- WHAT THIS TASK INVOLVES -
Go through the data below. Pull out every line that has the word "Option".
Segment Open
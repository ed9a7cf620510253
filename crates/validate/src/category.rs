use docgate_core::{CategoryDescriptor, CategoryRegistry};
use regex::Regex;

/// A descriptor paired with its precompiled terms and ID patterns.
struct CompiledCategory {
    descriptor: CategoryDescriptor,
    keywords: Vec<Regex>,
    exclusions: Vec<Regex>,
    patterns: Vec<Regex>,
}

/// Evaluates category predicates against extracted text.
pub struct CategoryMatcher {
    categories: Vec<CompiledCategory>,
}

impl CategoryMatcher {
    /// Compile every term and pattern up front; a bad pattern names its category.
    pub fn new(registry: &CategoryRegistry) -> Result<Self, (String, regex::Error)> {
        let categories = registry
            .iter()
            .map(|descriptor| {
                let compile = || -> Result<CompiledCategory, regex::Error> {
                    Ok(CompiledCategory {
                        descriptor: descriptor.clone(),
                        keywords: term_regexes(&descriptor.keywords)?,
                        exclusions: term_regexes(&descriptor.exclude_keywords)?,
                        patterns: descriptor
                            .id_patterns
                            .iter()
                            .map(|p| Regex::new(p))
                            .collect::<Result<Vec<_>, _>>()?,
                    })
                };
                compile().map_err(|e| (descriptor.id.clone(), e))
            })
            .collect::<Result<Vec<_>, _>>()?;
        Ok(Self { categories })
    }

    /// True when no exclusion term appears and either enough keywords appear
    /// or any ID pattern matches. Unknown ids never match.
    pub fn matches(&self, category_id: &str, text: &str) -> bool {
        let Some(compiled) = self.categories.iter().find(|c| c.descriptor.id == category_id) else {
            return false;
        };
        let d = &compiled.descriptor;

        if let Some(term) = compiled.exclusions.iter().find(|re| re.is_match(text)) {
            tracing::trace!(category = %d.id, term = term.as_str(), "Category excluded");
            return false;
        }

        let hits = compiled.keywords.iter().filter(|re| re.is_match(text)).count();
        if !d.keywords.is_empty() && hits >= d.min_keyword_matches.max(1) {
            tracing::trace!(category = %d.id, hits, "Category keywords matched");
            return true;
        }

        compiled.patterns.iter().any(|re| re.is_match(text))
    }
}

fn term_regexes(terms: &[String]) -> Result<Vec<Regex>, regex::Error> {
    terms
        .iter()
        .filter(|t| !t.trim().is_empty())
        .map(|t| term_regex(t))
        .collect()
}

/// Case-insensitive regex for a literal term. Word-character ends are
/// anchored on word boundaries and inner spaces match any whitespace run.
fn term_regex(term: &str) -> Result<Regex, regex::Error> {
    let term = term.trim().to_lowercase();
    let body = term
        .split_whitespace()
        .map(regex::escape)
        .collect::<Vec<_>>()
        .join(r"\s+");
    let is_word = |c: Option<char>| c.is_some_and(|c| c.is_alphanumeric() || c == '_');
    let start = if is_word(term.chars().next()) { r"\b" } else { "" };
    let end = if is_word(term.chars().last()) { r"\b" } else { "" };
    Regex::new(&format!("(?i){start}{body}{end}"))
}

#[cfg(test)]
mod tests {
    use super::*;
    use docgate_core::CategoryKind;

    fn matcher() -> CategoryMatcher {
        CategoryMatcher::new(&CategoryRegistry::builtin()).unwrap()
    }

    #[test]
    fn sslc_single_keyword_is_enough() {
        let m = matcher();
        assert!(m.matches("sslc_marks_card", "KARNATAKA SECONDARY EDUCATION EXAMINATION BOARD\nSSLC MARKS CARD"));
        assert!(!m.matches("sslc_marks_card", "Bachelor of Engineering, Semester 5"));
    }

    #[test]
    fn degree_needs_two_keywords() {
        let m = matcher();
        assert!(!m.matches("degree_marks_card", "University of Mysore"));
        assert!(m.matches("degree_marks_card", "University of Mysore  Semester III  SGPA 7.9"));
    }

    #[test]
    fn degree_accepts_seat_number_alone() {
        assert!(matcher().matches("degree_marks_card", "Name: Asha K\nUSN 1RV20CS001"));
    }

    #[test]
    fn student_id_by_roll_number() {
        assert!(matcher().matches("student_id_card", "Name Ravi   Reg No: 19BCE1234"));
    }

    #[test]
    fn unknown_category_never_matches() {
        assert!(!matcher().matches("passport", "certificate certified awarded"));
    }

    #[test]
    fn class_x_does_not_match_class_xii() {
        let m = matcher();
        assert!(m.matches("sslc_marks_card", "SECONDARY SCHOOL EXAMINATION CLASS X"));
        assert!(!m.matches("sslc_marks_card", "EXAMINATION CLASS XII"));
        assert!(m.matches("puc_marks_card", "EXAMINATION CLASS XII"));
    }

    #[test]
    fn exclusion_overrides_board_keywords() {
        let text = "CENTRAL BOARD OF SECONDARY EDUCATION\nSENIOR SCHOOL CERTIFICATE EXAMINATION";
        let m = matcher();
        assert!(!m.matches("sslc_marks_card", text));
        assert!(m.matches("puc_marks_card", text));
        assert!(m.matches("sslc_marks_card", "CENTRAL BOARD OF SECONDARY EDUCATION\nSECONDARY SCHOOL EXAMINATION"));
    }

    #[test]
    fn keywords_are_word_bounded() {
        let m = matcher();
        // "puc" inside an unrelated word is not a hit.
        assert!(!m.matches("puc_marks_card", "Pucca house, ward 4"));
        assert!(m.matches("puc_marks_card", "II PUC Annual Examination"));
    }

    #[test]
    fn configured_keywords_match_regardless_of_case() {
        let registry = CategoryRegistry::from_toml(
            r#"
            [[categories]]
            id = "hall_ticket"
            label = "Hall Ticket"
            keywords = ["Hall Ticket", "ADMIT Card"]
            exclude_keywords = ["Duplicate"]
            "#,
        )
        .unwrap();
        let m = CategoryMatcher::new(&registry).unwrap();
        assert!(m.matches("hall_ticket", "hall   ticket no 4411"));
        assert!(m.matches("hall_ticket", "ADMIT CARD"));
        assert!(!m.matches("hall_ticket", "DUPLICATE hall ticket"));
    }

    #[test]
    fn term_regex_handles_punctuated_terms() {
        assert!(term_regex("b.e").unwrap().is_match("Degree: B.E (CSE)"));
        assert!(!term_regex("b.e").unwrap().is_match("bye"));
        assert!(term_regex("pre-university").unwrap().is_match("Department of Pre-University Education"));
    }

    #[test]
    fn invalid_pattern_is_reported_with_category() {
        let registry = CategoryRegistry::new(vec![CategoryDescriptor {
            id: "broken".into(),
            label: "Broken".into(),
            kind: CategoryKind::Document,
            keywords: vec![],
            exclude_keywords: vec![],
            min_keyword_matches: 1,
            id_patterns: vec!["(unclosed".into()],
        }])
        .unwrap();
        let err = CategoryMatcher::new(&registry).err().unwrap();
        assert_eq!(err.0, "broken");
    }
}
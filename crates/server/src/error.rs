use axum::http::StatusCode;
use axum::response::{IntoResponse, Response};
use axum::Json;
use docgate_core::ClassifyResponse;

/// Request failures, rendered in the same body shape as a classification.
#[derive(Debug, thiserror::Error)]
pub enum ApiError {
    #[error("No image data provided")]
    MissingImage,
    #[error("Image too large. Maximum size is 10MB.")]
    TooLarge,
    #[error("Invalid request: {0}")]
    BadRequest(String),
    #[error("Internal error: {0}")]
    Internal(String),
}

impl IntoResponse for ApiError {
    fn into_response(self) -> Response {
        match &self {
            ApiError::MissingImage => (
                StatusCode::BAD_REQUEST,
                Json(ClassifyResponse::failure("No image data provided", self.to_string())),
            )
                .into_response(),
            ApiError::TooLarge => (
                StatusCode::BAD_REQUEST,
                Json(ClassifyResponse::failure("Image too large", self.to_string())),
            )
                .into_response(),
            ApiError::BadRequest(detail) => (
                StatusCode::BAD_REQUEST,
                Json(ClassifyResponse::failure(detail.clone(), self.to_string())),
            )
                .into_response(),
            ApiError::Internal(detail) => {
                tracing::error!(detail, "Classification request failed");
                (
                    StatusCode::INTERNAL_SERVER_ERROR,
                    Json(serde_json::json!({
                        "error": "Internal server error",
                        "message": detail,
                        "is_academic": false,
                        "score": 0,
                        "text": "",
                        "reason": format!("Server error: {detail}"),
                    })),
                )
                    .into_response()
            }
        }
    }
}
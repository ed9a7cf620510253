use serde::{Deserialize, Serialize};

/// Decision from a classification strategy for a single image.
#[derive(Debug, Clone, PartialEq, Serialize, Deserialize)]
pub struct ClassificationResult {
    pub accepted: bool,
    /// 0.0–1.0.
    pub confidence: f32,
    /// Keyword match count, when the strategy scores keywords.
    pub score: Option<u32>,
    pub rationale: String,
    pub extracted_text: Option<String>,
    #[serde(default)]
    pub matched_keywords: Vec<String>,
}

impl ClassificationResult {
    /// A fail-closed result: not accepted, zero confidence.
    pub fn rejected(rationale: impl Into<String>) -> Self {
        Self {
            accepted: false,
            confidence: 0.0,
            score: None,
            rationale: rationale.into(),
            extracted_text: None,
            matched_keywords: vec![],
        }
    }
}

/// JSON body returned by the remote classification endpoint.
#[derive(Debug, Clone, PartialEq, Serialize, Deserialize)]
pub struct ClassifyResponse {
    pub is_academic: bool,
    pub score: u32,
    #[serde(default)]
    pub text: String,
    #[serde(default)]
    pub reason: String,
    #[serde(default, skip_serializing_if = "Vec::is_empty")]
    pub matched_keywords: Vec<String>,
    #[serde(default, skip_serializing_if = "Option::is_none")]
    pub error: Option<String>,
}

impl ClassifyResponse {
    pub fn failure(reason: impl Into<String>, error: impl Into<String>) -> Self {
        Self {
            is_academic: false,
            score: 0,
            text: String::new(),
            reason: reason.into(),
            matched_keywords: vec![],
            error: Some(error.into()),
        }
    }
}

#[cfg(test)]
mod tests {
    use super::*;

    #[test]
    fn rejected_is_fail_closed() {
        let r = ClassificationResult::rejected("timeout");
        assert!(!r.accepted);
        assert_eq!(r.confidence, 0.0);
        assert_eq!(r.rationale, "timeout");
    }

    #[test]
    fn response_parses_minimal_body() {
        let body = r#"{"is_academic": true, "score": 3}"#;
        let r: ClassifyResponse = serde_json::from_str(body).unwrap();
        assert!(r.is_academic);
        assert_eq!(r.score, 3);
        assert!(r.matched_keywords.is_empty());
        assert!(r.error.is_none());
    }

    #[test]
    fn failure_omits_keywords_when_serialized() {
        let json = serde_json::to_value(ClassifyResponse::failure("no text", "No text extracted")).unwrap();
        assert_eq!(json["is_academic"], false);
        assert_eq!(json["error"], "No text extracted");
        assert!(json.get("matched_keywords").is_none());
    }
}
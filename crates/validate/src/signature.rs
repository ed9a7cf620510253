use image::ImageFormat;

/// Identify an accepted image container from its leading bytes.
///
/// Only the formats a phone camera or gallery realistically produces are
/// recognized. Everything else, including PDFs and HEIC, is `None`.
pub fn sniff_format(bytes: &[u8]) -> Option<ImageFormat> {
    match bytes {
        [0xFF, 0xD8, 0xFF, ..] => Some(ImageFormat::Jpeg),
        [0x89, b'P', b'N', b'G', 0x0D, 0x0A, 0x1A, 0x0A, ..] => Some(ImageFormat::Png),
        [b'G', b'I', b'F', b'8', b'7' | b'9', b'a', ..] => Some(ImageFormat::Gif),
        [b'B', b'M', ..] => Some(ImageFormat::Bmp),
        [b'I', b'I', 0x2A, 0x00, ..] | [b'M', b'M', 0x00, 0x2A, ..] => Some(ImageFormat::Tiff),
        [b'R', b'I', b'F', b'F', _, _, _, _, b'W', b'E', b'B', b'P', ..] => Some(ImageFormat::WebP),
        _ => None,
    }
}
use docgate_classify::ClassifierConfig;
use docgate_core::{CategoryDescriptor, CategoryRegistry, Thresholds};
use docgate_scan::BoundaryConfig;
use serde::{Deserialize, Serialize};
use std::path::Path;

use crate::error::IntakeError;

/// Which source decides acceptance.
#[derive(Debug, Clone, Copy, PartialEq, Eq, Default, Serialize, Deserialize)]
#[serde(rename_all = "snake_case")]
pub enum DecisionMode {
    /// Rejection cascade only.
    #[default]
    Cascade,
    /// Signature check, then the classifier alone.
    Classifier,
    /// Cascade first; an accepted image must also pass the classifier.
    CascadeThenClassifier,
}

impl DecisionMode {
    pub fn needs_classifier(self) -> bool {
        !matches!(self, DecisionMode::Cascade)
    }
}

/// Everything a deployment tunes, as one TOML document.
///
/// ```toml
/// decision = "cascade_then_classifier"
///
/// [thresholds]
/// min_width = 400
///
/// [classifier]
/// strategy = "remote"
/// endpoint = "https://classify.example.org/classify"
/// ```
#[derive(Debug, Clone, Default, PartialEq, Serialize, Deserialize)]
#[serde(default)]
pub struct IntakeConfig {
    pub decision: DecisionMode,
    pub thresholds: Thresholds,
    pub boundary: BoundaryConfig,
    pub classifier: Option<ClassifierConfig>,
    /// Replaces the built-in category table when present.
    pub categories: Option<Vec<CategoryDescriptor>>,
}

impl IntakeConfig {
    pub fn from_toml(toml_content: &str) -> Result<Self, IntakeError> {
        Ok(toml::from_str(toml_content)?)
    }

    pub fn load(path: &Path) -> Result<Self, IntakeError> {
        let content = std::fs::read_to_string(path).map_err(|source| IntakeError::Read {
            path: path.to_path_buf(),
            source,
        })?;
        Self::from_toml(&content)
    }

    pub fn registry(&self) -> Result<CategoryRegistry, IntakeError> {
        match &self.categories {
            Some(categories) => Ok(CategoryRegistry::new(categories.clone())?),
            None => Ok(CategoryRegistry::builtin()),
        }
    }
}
Segment Closed
- ANSWER TO THE PROBLEM -
    let is_word = |c: Option<char>| c.is_some_and(|c| c.is_alphanumeric() || c == '_');
    pub score: Option<u32>,
    pub extracted_text: Option<String>,
    #[serde(default, skip_serializing_if = "Option::is_none")]
    pub error: Option<String>,
pub fn sniff_format(bytes: &[u8]) -> Option<ImageFormat> {
    pub classifier: Option<ClassifierConfig>,
    pub categories: Option<Vec<CategoryDescriptor>>,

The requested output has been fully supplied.